Коротко представив читателю основные типы существующих взглядов на природу классики – герменевтический (это когда, вслед за Гансом-Георгом Гадамером, в эстетическом событии видится прежде всего «абсолютное настоящее» и «невыразимая полнота бытия») рецептивный (полагающий, вслед за Вольфгангом Изером, Романом Ингарденом и Хансом-Робертом Яуссом, что смысл возникает в диалоге читателя с текстом) и релятивистский (восходящий к Пьеру Бурдье, согласно которому «классика» – не более чем продукт исторически изменчивых конвенций и вообще один из репрессивных институтов социума), автор занимает позицию, расположенную как будто в стороне от каждого из них. Ближе всего её позиция, однако, к первому из типов – с отчётливыми элементами второго (диалогического). В своём понимании классики Михайлова явно продолжает линию, восходящую к Гадамеру и Хайдеггеру, а из наших соотечественников – прежде всего к Ольге Седаковой, которую цитирует много и сочувственно. При этом среди её собеседников и союзников оказываются и такие неожиданные, казалось бы, в этом контексте (но на самом деле вписывающиеся в него очень органично) авторы, как Жак Деррида: «в результате чтения, – пишет Михайлова, – мы обнаруживаем себя в пространстве невозможного опыта, в присутствии невербализуемой реальности, о чём убедительно писал Ж. Деррида: «В литературе, в её образцовой тайне заложена возможность сказать всё, не касаясь самой тайны <…>».

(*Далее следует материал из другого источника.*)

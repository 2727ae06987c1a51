//! Output formatting utilities for MCP tools.
//!
//! This module provides the inline rendering options shared by the query tools.
//! Rows are positional so repeated column names (e.g. `SELECT s1, s1`) survive.

use crate::error::{DbError, DbResult};
use crate::models::{CellValue, QueryResult};
use schemars::JsonSchema;
use serde::{Deserialize, Serialize};
use serde_json::Value as JsonValue;
use unicode_width::UnicodeWidthStr;

/// Output format for query results.
#[derive(Debug, Clone, Copy, Default, PartialEq, Eq, Deserialize, Serialize, JsonSchema)]
#[serde(rename_all = "lowercase")]
pub enum OutputFormat {
    /// JSON records (default)
    #[default]
    Json,
    /// ASCII table format (like a database CLI)
    Table,
    /// Markdown table format
    Markdown,
    /// CSV text with a header row
    Csv,
}

pub fn format_value(value: &JsonValue) -> String {
    match value {
        JsonValue::Null => "NULL".to_string(),
        JsonValue::Bool(b) => b.to_string(),
        JsonValue::Number(n) => n.to_string(),
        JsonValue::String(s) => s.clone(),
        JsonValue::Array(arr) => serde_json::to_string(arr).unwrap_or_default(),
        JsonValue::Object(obj) => serde_json::to_string(obj).unwrap_or_default(),
    }
}

/// Render a result in a text format. `Json` is not a text format and yields `None`.
pub fn render(result: &QueryResult, format: OutputFormat) -> DbResult<Option<String>> {
    let columns = result.column_names();
    match format {
        OutputFormat::Json => Ok(None),
        OutputFormat::Table => Ok(Some(format_as_table(
            &columns,
            &result.json_rows(),
            result.execution_time_ms,
        ))),
        OutputFormat::Markdown => Ok(Some(format_as_markdown(&columns, &result.json_rows()))),
        OutputFormat::Csv => format_as_csv(&columns, &result.rows).map(Some),
    }
}

pub fn format_as_table(
    columns: &[String],
    rows: &[Vec<JsonValue>],
    execution_time_ms: u64,
) -> String {
    if columns.is_empty() {
        return "Empty set".to_string();
    }

    let mut widths: Vec<usize> = columns.iter().map(|c| c.width()).collect();
    for row in rows {
        for (width, value) in widths.iter_mut().zip(row) {
            *width = (*width).max(format_value(value).width());
        }
    }

    let mut output = String::new();
    let separator: String = widths
        .iter()
        .map(|w| format!("+{}", "-".repeat(w + 2)))
        .collect::<String>()
        + "+\n";

    output.push_str(&separator);
    let header: String = columns
        .iter()
        .zip(&widths)
        .map(|(name, w)| pad(name, *w, Align::Center))
        .collect::<String>()
        + "|\n";
    output.push_str(&header);
    output.push_str(&separator);

    for row in rows {
        let row_str: String = widths
            .iter()
            .enumerate()
            .map(|(i, w)| {
                let value = row.get(i).unwrap_or(&JsonValue::Null);
                let align = if value.is_number() {
                    Align::Right
                } else {
                    Align::Left
                };
                pad(&format_value(value), *w, align)
            })
            .collect::<String>()
            + "|\n";
        output.push_str(&row_str);
    }

    output.push_str(&separator);

    let row_text = if rows.len() == 1 { "row" } else { "rows" };
    output.push_str(&format!(
        "{} {} in set ({:.2} sec)\n",
        rows.len(),
        row_text,
        execution_time_ms as f64 / 1000.0
    ));

    output
}

enum Align {
    Left,
    Right,
    Center,
}

// std's width specifiers count chars, not display columns, so CJK text would misalign.
fn pad(text: &str, width: usize, align: Align) -> String {
    let fill = width.saturating_sub(text.width());
    let (left, right) = match align {
        Align::Left => (0, fill),
        Align::Right => (fill, 0),
        Align::Center => (fill / 2, fill - fill / 2),
    };
    format!("| {}{}{} ", " ".repeat(left), text, " ".repeat(right))
}

pub fn format_as_markdown(columns: &[String], rows: &[Vec<JsonValue>]) -> String {
    if columns.is_empty() {
        return "*Empty set*".to_string();
    }

    let mut output = String::new();

    let header: String = columns
        .iter()
        .map(|c| format!("| {} ", escape_markdown(c)))
        .collect::<String>()
        + "|\n";
    output.push_str(&header);

    let sep: String = columns.iter().map(|_| "|---").collect::<String>() + "|\n";
    output.push_str(&sep);

    for row in rows {
        let row_str: String = (0..columns.len())
            .map(|i| {
                let value = row.get(i).unwrap_or(&JsonValue::Null);
                format!("| {} ", escape_markdown(&format_value(value)))
            })
            .collect::<String>()
            + "|\n";
        output.push_str(&row_str);
    }

    output.push_str(&format!("\n*{} rows*", rows.len()));

    output
}

fn escape_markdown(text: &str) -> String {
    text.replace('|', "\\|").replace('\n', " ")
}

/// CSV text with RFC 4180 quoting; nulls are empty fields.
pub fn format_as_csv(columns: &[String], rows: &[Vec<CellValue>]) -> DbResult<String> {
    let mut writer = csv::Writer::from_writer(Vec::new());
    let to_err = |e: csv::Error| DbError::internal(format!("Failed to render CSV: {e}"));

    writer.write_record(columns).map_err(to_err)?;
    for row in rows {
        writer
            .write_record(row.iter().map(CellValue::to_export_string))
            .map_err(to_err)?;
    }
    let bytes = writer
        .into_inner()
        .map_err(|e| DbError::internal(format!("Failed to render CSV: {e}")))?;
    String::from_utf8(bytes).map_err(|e| DbError::internal(format!("Failed to render CSV: {e}")))
}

Да, безусловно, – признаёт Михайлова, – культурно и исторически определяемый облик у классики есть. Время несомненно участвует в её судьбе (его участию даже посвящена в книге отдельная глава): как «разрушитель», «оценщик» и «творец». Только не время, не история и не конвенции в ней – главное. Главное всё-таки – сущностное ядро, которое определяет текст в качестве классического и от исторических условий его возникновения и восприятия по большому счёту не зависит. Тем более, что, по убеждению автора, «существует и другой модус реальности, кроме исторической, обречённой на разрушение». К нему-то и возводит нас классика, и работа её в культуре, по существу, религиозна – неспроста в связи с ней употребляется слово из религиозного лексикона: «делание», – сразу же отсылающее читательское воображение к деланию духовному.
«Делание классики обращено к устранению помех, препятствующих нам слышать музыку сфер, к выявлению порядка, внесению гармонии в мир». Она (притом в силу именно структурных своих особенностей) – не просто инструмент для прочистки и настройки мировосприятия, но действенное орудие для устроения даже не культуры только, а самого мира. Она – реальное, а нимало не метафорическое, средство противостояния энтропии.
Почему же всё-таки изложенные в книге соображения отнесены по ведомству эстетики? – Видимо, потому, что классический текст действует на человека не иначе как ставши фактом чувственного восприятия: именно его особенностями и закономерностями занимается дисциплина, известная нам под именем эстетики.
Вообще же, видение автором существа классического текста отчётливо укоренено в религиозной картине мира и попросту является её продолжением (скорее, одним из её фрагментов). Кстати, ещё и поэтому к разговору, на равных правах с литературоведами, Михайлова привлекает не только философов, но и богословов, отцов церкви и само Евангелие. Сама классика, которая, как мы помним, онтологична, – удовлетворяет, согласно автору, точно ту же потребность, что и религия – разве что эстетическими средствами: вслед за Эммануэлем Левинасом Михайлова именует эту потребность метафизической. Она – стремление к тому, что находится «за пределами возможного опыта».
Этой укоренённостью определяется не только строение текста книги, но и некоторые его интонации. Вопрос отношения с классической литературой, выстраивания правильного поведения по отношению к ней предстаёт в буквальном смысле как вопрос жизненно и сущностно важный: вопрос спасения.
Поэтому текст в своих интонациях иной раз отчётливо сближается даже не с публицистикой, а с проповедью. «Лицо земли, – пишет автор, – скрыли воды информационного потопа, и наша Троя в огне. Но верно и то, что Братство Книги – новый ковчег, который позволит нам сохраниться в бурной и вязкой стихии информационной болтовни. Это корабль Энея, на котором жизнеспособный остаток европейской культуры отбывает к новым берегам.» Иногда же текст приобретает черты чего-то вроде практического руководства по поведению в современной культуре и обращению с тем, что та нам навязывает или хотя бы предлагает. Таковы занимающие заметное место в подглавке о семейном чтении рекомендации, как спасти детей от вредного влияния телевизора, с какого возраста и в каком объёме им можно его смотреть без особенно разрушительных последствий. Можно предположить, что это всё-таки имеет не самое прямое отношение к эстетике классического текста. (Хотя к его культурным и бытийным задачам, как они видятся автору, – конечно, имеет.)